The free preview is a genuine risk-free way to evaluate whether Koinly works for your situation before you pay for anything. Import your data, run the reconciliation, and check whether the transaction count and error rate are manageable. That is the right signal — not a pricing page.


Try Koinly free

Import your data, run the reconciliation, and see your full tax position — capital gains, income, and losses — before you pay for anything. The free plan preview is the right starting point.



Frequently asked questions

Is Koinly free to use?

Yes — Koinly lets you import all your transaction data and view a tax summary for free. No credit card required to get started. The free plan does not let you download or export the final tax report; you need a paid plan for that. Think of it as a free tax preview tool, with paid plans unlocking the downloadable documents your accountant or tax filing actually needs.

Which countries does Koinly support for crypto tax reports?

Koinly supports over 20 countries with tailored tax reports, including Germany, France, the Netherlands, Spain, Italy, the UK, Australia, Canada, and the US. For European investors, it generates country-specific capital gains and income reports aligned with local tax rules. Always verify that the generated report format matches what your local tax authority accepts before filing.

Is Koinly safe to connect to my exchange?

Koinly only requests read-only API access. It cannot place trades, withdraw funds, or transfer assets. It never asks for private keys or seed phrases. The platform is GDPR-compliant and uses encryption for stored data. That said, you should always generate a read-only API key on your exchange — never a key with withdrawal permissions — when connecting any third-party tool.

Does Koinly handle DeFi, staking, and NFTs?

Yes, with caveats. Koinly covers staking rewards, liquidity pool transactions, lending, airdrops, NFT trades, and most common DeFi interactions. Complex multi-step transactions — particularly across chains or with wrapped assets — sometimes require manual review and reclassification. No crypto tax tool is fully automatic for complex DeFi portfolios; plan to spend time reviewing flagged transactions before finalising your report.

Can my accountant access my Koinly account?

Yes. Koinly supports accountant access, allowing you to invite a CPA or tax advisor to review your data directly inside the platform.
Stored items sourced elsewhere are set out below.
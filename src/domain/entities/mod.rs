//! Domain entities - Core business objects with identity

mod campaign;
mod character;
mod class;
mod feature;
mod heritage;
mod item;

pub use campaign::{generate_invite_code, normalize_invite_code, Campaign, CampaignError};
pub use character::{
    Character, CharacterDetails, CharacterError, CharacterPatch, EquippedItemEntry,
    InventoryEntry, MAX_BACKGROUND_LENGTH,
};
pub use class::{CharacterClass, Subclass};
pub use feature::Feature;
pub use heritage::{Ancestry, Community};
pub use item::{DamageThresholds, Item, ItemKind};
impl BuilderService {
    pub fn new(
        catalog: Arc<dyn CatalogRepositoryPort>,
        characters: Arc<dyn CharacterRepositoryPort>,
    ) -> Self {
        Self {
            catalog,
            characters,
            drafts: RwLock::new(HashMap::new()),
        }
    }

    #[instrument(skip(self))]
    pub async fn start(&self, owner_id: &str) -> CharacterDraft {
        let draft = CharacterDraft::new(owner_id);
        self.drafts
            .write()
            .await
            .insert(draft.id, DraftEntry::new(draft.clone()));
        debug!(draft_id = %draft.id, "Started character draft");
        draft
    }

    pub async fn get(&self, owner_id: &str, id: DraftId) -> Result<CharacterDraft> {
        let drafts = self.drafts.read().await;
        let entry = drafts
            .get(&id)
            .ok_or_else(|| ServiceError::not_found("Draft", id))?;
        Self::ensure_owner(&entry.draft, owner_id)?;
        Ok(entry.draft.clone())
    }

    fn ensure_owner(draft: &CharacterDraft, owner_id: &str) -> Result<(), ServiceError> {
        if draft.owner_id != owner_id {
            return Err(ServiceError::not_owner("Draft"));
        }
        Ok(())
    }

    /// Remove a draft from the registry so no other request can act on it
    async fn take(&self, owner_id: &str, id: DraftId) -> Result<CharacterDraft> {
        let mut drafts = self.drafts.write().await;
        let entry = drafts
            .get(&id)
            .ok_or_else(|| ServiceError::not_found("Draft", id))?;
        Self::ensure_owner(&entry.draft, owner_id)?;
        drafts
            .remove(&id)
            .map(|entry| entry.draft)
            .ok_or_else(|| ServiceError::not_found("Draft", id).into())
    }

    /// Validate a step against the catalog and record it on the draft
    #[instrument(skip(self, input), fields(draft_id = %id, step = %input.step()))]
    pub async fn apply_step(
        &self,
        owner_id: &str,
        id: DraftId,
        input: StepInput,
    ) -> Result<CharacterDraft> {
        self.get(owner_id, id).await?;
        let apply = self.resolve(input).await?;

        let mut drafts = self.drafts.write().await;
        let entry = drafts
            .get_mut(&id)
            .ok_or_else(|| ServiceError::not_found("Draft", id))?;
        apply(&mut entry.draft)?;
        entry.touched = Instant::now();

        debug!(next_step = ?entry.draft.next_step(), "Recorded builder step");
        Ok(entry.draft.clone())
    }

    pub async fn discard(&self, owner_id: &str, id: DraftId) -> Result<()> {
        self.take(owner_id, id).await?;
        debug!(draft_id = %id, "Discarded character draft");
        Ok(())
    }

    /// Persist the finished character. The draft is held out of the registry
    /// while the create runs and is put back if it fails.
    #[instrument(skip(self), fields(draft_id = %id))]
    pub async fn finalize(&self, owner_id: &str, id: DraftId) -> Result<Character> {
        let draft = self.take(owner_id, id).await?;

        let created = match draft.finalize() {
            Ok(character) => self
                .characters
                .create(&character)
                .await
                .map(|_| character)
                .context("Failed to create character from draft"),
            Err(e) => Err(e.into()),
        };

        match created {
            Ok(character) => {
                info!(character_id = %character.id, "Finalized character: {}", character.name);
                Ok(character)
            }
            Err(e) => {
                self.drafts.write().await.insert(id, DraftEntry::new(draft));
                Err(e)
            }
        }
    }

    /// Drop drafts nobody has worked on for `max_idle`
    pub async fn expire_idle(&self, max_idle: Duration) -> usize {
        let mut drafts = self.drafts.write().await;
        let before = drafts.len();
        drafts.retain(|_, entry| entry.touched.elapsed() < max_idle);
        let expired = before - drafts.len();
        if expired > 0 {
            debug!(expired, "Expired idle character drafts");
        }
        expired
    }

    /// Look up the catalog records a step refers to and return the mutation
    /// to apply to the draft.
    async fn resolve(&self, input: StepInput) -> Result<DraftEdit> {
        Ok(match input {
            StepInput::Class {
                class_id,
                subclass_id,
            } => {
                let class = self
                    .catalog
                    .get_class(class_id)
                    .await
                    .context("Failed to load class")?
                    .ok_or_else(|| ServiceError::not_found("Class", class_id))?;
                let subclass = self
                    .catalog
                    .get_subclass(subclass_id)
                    .await
                    .context("Failed to load subclass")?
                    .ok_or_else(|| ServiceError::not_found("Subclass", subclass_id))?;
                Box::new(move |draft: &mut CharacterDraft| {
                    draft.choose_class(&class, &subclass)
                }) as DraftEdit
            }
            StepInput::Heritage {
                ancestry_id,
                community_id,
            } => {
                let ancestry = self
                    .catalog
                    .get_ancestry(ancestry_id)
                    .await
                    .context("Failed to load ancestry")?
                    .ok_or_else(|| ServiceError::not_found("Ancestry", ancestry_id))?;
                let community = self
                    .catalog
                    .get_community(community_id)
                    .await
                    .context("Failed to load community")?
                    .ok_or_else(|| ServiceError::not_found("Community", community_id))?;
                Box::new(move |draft: &mut CharacterDraft| {
                    draft.choose_heritage(&ancestry, &community)
                }) as DraftEdit
            }
            StepInput::Traits(traits) => {
                Box::new(move |draft: &mut CharacterDraft| draft.assign_traits(traits)) as DraftEdit
            }
            StepInput::Background(background) => {
                Box::new(move |draft: &mut CharacterDraft| draft.write_background(background))
                    as DraftEdit
            }
            StepInput::Experiences(experiences) => {
                Box::new(move |draft: &mut CharacterDraft| draft.choose_experiences(experiences))
                    as DraftEdit
            }
        })
    }
}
This is particularly useful in countries like Germany, France, or Australia where a local accountant needs to validate your crypto tax position before filing. You can also export a CPA-friendly report if your accountant prefers working outside the platform.

How accurate is Koinly, and will I still need to review my transactions?

Koinly is accurate for straightforward spot trading on major exchanges. It detects missing cost basis, duplicate transactions, and balance mismatches automatically. However, no crypto tax software is fully automated for every edge case — failed transactions, bridge transfers, chain splits, token migrations, and spam tokens often need manual classification. Budget time to review flagged transactions, especially if you have an active DeFi history. The tax preview is a starting point, not a finished product.

QuantRoutine provides educational content only. Nothing on this page is an offer, solicitation, or recommendation to purchase any software product or crypto tax service. Tool features, pricing, transaction limits, and supported integrations change frequently — always verify current terms on each tool’s official website before subscribing. Data in this comparison is accurate as of May 2026 and sourced from official product documentation and publicly available information. You are responsible for your own financial and tax decisions and for confirming the rules that apply in your jurisdiction.